- **Work instructions**
From the records below, copy every line that contains the word "join".

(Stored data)

____

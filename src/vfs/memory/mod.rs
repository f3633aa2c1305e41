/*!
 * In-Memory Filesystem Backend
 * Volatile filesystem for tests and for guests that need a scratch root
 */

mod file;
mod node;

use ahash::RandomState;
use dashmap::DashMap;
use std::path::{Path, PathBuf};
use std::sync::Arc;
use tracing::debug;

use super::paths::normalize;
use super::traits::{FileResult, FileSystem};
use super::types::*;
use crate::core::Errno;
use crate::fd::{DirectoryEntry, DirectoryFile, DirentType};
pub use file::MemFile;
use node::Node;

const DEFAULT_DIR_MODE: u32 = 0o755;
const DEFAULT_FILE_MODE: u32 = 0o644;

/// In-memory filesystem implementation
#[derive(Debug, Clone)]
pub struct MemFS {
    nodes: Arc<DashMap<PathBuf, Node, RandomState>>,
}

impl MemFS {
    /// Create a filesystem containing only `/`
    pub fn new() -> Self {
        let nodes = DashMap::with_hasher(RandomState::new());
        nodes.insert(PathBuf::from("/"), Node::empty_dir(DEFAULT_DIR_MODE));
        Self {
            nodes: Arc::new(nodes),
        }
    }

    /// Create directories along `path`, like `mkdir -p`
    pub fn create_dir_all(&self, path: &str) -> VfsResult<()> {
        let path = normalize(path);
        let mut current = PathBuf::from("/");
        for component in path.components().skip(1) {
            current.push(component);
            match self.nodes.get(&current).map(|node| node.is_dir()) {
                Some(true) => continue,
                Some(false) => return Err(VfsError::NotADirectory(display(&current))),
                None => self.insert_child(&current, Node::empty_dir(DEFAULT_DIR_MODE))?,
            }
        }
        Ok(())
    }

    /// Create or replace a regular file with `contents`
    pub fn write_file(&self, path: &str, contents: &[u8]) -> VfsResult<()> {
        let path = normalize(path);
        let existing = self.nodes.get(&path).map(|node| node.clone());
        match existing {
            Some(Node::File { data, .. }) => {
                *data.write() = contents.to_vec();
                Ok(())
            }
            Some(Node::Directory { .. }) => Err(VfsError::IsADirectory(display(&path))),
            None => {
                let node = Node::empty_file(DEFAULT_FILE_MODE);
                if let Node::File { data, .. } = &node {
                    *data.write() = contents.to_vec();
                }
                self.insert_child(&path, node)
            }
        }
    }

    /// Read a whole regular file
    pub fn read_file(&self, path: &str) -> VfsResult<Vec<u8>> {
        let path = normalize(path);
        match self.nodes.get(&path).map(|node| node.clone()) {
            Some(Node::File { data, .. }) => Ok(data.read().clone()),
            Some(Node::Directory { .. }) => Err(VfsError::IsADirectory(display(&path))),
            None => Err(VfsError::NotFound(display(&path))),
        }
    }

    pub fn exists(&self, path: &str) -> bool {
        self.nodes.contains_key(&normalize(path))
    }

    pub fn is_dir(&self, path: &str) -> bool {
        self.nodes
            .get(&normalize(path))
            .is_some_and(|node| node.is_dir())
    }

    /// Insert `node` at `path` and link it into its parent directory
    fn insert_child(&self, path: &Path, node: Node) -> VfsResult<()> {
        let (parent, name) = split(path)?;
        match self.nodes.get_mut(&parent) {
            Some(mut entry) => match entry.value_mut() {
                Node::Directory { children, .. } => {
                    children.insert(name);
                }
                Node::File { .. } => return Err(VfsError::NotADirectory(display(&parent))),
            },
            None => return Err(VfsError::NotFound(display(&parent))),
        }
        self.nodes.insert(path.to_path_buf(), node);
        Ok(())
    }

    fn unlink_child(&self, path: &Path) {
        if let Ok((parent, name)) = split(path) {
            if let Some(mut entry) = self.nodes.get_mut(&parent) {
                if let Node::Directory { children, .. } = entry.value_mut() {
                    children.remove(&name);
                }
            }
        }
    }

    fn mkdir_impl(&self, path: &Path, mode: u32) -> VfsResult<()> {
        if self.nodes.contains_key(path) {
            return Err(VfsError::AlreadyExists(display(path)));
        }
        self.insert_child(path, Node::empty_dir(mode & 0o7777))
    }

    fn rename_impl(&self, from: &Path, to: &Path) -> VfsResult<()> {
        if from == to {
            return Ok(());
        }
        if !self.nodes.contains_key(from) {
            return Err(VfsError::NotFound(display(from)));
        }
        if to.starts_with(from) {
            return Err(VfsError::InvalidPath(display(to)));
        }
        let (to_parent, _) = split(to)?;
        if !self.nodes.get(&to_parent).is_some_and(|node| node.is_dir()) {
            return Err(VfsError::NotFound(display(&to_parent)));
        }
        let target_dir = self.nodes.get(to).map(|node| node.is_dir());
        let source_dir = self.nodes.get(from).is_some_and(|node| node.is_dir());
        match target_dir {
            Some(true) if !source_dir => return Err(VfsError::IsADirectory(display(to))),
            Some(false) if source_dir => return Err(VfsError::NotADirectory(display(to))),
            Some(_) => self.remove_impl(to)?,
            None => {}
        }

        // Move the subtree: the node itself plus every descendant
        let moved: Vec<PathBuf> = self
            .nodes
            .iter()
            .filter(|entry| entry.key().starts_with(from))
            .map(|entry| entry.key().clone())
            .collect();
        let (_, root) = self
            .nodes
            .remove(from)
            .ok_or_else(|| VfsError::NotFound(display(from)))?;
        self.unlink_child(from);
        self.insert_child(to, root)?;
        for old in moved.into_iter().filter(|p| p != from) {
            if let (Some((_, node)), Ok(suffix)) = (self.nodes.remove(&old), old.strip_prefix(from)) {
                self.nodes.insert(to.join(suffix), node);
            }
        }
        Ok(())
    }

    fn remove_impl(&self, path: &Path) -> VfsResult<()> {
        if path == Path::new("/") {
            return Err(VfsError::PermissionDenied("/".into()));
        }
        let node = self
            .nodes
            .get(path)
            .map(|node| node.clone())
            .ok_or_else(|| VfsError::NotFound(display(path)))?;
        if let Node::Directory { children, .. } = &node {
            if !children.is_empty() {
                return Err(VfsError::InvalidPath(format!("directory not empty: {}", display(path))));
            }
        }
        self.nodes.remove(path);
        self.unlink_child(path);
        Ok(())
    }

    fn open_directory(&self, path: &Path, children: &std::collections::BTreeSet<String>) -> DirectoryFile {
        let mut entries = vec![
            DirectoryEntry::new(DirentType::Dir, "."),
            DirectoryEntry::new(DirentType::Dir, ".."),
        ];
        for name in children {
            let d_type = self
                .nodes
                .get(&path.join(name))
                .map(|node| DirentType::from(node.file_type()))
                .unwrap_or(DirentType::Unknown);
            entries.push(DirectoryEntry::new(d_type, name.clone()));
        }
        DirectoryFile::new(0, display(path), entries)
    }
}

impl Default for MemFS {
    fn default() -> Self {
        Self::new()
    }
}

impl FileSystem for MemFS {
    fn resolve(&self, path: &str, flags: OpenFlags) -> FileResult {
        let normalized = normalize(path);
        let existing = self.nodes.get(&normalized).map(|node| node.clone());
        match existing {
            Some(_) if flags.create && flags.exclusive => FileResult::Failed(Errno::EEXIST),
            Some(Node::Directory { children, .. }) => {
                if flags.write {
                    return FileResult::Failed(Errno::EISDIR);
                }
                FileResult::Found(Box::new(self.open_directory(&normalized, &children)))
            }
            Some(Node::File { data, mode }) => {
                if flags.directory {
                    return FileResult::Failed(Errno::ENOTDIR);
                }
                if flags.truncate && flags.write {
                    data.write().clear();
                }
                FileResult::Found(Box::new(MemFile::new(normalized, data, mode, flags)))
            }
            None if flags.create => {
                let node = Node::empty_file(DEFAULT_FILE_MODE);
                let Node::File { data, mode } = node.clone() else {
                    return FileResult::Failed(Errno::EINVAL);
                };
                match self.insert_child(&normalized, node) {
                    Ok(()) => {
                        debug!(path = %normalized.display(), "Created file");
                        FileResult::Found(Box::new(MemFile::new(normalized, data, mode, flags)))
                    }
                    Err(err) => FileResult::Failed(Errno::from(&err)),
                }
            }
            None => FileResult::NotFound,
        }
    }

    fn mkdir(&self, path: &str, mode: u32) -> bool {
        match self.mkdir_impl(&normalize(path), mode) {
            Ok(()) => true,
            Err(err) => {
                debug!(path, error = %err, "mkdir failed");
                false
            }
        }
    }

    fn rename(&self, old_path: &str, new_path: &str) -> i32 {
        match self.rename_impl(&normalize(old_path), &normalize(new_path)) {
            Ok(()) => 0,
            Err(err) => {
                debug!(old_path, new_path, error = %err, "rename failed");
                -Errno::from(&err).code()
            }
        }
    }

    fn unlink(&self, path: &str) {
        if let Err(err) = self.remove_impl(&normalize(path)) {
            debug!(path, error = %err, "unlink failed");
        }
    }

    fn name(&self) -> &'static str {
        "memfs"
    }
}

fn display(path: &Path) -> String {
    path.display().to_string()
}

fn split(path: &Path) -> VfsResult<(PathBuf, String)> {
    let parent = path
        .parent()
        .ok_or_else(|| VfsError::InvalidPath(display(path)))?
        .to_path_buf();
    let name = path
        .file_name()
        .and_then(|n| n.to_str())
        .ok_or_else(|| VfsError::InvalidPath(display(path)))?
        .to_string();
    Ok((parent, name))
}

____

- **Result for this task**
                self.nodes.insert(to.join(suffix), node);
                .get(&path.join(name))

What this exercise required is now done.